» **Assigned task**
Read the records below and copy each line that contains "ZERO".

[Source material]

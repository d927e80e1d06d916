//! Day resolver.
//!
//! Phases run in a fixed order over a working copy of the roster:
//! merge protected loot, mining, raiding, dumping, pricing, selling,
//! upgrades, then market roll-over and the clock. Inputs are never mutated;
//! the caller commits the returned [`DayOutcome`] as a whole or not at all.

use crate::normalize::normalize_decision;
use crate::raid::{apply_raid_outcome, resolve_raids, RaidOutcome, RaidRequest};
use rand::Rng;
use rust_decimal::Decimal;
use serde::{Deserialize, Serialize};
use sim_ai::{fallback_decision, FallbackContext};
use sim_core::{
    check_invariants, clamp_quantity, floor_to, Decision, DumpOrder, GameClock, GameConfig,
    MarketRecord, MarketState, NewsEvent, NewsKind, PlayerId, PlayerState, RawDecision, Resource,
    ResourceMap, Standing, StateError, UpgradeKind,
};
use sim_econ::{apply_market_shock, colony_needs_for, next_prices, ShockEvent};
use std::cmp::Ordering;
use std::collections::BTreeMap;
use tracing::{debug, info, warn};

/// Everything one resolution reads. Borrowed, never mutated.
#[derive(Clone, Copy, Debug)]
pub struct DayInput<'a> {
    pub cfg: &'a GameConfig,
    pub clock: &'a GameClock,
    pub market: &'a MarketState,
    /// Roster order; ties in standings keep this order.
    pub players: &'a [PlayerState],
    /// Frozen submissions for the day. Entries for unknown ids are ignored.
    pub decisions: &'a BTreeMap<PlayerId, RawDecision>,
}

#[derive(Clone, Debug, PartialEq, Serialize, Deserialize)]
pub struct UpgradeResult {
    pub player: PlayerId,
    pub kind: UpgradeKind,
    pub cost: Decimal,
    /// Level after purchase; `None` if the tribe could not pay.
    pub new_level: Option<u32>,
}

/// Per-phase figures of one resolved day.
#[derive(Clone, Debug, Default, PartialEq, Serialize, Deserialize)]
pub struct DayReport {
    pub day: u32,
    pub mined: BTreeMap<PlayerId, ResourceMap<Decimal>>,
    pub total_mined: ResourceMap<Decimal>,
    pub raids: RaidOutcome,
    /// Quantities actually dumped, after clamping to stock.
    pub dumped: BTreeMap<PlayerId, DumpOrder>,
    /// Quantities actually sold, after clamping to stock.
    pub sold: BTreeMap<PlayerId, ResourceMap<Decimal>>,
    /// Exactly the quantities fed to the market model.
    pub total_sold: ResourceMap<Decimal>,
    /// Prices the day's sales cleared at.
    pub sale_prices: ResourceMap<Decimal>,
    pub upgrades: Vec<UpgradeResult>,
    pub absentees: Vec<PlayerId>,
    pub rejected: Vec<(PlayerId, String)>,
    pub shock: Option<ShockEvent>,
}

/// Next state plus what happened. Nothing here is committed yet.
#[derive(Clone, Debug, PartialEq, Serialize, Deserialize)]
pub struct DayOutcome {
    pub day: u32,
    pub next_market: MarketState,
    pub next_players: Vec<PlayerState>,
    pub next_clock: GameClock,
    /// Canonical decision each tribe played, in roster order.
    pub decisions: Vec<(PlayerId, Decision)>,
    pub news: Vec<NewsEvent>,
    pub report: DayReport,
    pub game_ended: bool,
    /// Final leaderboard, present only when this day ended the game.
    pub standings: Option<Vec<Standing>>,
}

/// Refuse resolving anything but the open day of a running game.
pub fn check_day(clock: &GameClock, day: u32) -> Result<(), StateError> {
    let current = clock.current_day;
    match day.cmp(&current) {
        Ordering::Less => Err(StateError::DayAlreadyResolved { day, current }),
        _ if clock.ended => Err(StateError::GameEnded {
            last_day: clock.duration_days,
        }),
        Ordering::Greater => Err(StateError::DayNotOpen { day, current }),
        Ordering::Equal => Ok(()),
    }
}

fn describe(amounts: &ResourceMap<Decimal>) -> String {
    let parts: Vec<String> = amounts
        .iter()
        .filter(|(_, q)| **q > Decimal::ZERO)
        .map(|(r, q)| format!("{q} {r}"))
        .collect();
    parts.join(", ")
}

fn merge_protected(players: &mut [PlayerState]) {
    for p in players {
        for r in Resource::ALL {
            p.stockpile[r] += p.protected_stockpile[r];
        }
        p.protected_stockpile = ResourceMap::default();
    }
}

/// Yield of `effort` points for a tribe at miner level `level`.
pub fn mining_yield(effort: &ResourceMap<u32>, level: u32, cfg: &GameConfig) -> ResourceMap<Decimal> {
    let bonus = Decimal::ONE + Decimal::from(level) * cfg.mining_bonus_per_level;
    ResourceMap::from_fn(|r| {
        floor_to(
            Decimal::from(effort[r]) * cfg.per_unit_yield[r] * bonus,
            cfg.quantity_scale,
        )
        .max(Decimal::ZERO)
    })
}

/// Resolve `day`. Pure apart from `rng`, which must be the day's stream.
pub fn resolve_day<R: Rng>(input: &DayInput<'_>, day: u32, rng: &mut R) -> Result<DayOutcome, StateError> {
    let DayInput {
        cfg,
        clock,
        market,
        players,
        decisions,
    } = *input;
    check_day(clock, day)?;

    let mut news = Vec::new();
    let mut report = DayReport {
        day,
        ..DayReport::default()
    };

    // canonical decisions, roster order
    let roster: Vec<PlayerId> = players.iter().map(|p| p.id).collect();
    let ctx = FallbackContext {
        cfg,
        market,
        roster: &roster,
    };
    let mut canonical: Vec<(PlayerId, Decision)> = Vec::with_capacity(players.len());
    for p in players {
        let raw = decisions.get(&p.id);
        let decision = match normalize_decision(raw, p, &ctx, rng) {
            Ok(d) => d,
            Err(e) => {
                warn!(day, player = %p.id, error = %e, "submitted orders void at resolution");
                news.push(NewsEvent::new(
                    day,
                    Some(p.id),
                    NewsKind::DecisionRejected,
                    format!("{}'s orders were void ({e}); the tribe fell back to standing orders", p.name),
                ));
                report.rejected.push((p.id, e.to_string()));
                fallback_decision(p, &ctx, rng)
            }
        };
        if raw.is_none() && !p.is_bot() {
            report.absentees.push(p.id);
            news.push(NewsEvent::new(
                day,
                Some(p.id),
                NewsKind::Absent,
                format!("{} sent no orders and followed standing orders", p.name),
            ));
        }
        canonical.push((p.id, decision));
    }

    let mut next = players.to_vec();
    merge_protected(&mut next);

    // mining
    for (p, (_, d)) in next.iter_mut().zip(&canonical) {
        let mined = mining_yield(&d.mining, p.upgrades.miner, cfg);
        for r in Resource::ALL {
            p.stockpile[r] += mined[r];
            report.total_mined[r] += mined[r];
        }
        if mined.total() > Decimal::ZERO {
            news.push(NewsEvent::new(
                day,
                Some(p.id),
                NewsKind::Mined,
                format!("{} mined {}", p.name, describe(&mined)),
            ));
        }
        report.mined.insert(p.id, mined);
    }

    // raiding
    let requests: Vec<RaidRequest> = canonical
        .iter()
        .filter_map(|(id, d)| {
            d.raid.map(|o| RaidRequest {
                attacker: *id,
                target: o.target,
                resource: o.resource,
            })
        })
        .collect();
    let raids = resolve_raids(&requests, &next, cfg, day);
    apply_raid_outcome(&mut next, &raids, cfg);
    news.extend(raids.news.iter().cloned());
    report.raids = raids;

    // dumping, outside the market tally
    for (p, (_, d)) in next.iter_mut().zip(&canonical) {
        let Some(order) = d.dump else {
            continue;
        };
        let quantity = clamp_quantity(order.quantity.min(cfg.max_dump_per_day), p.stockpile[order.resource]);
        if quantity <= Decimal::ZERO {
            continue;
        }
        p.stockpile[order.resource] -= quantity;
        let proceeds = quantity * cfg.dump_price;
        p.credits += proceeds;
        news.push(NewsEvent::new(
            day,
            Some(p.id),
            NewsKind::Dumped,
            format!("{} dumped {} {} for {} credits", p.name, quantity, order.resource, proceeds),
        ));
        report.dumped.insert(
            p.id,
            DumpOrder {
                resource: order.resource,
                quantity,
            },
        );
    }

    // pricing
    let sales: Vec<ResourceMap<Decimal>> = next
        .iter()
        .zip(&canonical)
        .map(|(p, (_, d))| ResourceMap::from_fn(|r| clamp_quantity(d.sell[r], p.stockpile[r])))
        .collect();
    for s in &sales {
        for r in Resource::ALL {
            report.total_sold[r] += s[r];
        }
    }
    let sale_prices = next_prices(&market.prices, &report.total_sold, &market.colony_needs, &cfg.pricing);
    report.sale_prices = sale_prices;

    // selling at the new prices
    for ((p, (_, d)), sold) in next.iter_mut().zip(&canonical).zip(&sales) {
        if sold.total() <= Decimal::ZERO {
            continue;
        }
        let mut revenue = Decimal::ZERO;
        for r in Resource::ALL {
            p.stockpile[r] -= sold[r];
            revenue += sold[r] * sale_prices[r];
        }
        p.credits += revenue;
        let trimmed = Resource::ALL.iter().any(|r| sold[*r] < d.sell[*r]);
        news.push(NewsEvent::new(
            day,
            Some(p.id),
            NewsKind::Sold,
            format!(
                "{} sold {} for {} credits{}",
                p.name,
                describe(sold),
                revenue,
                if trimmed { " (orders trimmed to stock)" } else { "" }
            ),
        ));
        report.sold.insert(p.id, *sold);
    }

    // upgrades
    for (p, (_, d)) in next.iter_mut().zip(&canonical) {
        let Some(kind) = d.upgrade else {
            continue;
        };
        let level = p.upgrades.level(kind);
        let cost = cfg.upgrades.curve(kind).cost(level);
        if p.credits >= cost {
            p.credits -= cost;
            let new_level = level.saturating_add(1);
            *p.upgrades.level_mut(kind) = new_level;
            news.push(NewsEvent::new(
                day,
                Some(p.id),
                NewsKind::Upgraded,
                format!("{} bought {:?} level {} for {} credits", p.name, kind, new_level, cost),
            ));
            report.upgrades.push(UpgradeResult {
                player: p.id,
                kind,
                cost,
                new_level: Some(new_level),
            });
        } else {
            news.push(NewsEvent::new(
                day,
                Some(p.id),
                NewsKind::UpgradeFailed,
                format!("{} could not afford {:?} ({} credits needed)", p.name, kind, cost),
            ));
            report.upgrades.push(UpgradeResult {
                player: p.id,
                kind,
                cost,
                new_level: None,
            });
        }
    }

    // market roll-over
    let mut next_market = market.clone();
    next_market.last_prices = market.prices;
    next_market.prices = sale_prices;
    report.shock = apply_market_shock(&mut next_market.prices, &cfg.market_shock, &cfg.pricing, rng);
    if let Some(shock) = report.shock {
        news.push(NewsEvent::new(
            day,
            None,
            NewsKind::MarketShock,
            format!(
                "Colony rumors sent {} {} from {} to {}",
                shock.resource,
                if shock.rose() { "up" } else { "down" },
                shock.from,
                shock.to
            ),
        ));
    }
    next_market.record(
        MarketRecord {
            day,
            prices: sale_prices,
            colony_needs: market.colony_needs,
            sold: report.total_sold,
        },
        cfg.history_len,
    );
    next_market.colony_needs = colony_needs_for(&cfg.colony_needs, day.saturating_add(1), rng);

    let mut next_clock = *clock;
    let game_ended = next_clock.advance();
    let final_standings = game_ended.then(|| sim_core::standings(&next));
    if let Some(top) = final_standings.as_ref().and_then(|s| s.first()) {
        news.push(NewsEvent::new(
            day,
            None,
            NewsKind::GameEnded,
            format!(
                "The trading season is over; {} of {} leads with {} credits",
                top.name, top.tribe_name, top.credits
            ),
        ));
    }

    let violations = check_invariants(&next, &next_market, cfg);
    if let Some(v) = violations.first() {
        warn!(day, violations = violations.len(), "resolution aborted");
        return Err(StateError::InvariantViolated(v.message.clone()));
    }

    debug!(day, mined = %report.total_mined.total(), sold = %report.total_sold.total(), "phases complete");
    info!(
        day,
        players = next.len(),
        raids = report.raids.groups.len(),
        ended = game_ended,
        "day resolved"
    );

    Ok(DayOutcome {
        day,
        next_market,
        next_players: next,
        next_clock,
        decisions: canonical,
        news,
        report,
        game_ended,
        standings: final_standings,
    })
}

[/Source material]

» **The answer**
        .filter(|(_, q)| **q > Decimal::ZERO)
        .max(Decimal::ZERO)
        if mined.total() > Decimal::ZERO {
        if quantity <= Decimal::ZERO {
        if sold.total() <= Decimal::ZERO {
        let mut revenue = Decimal::ZERO;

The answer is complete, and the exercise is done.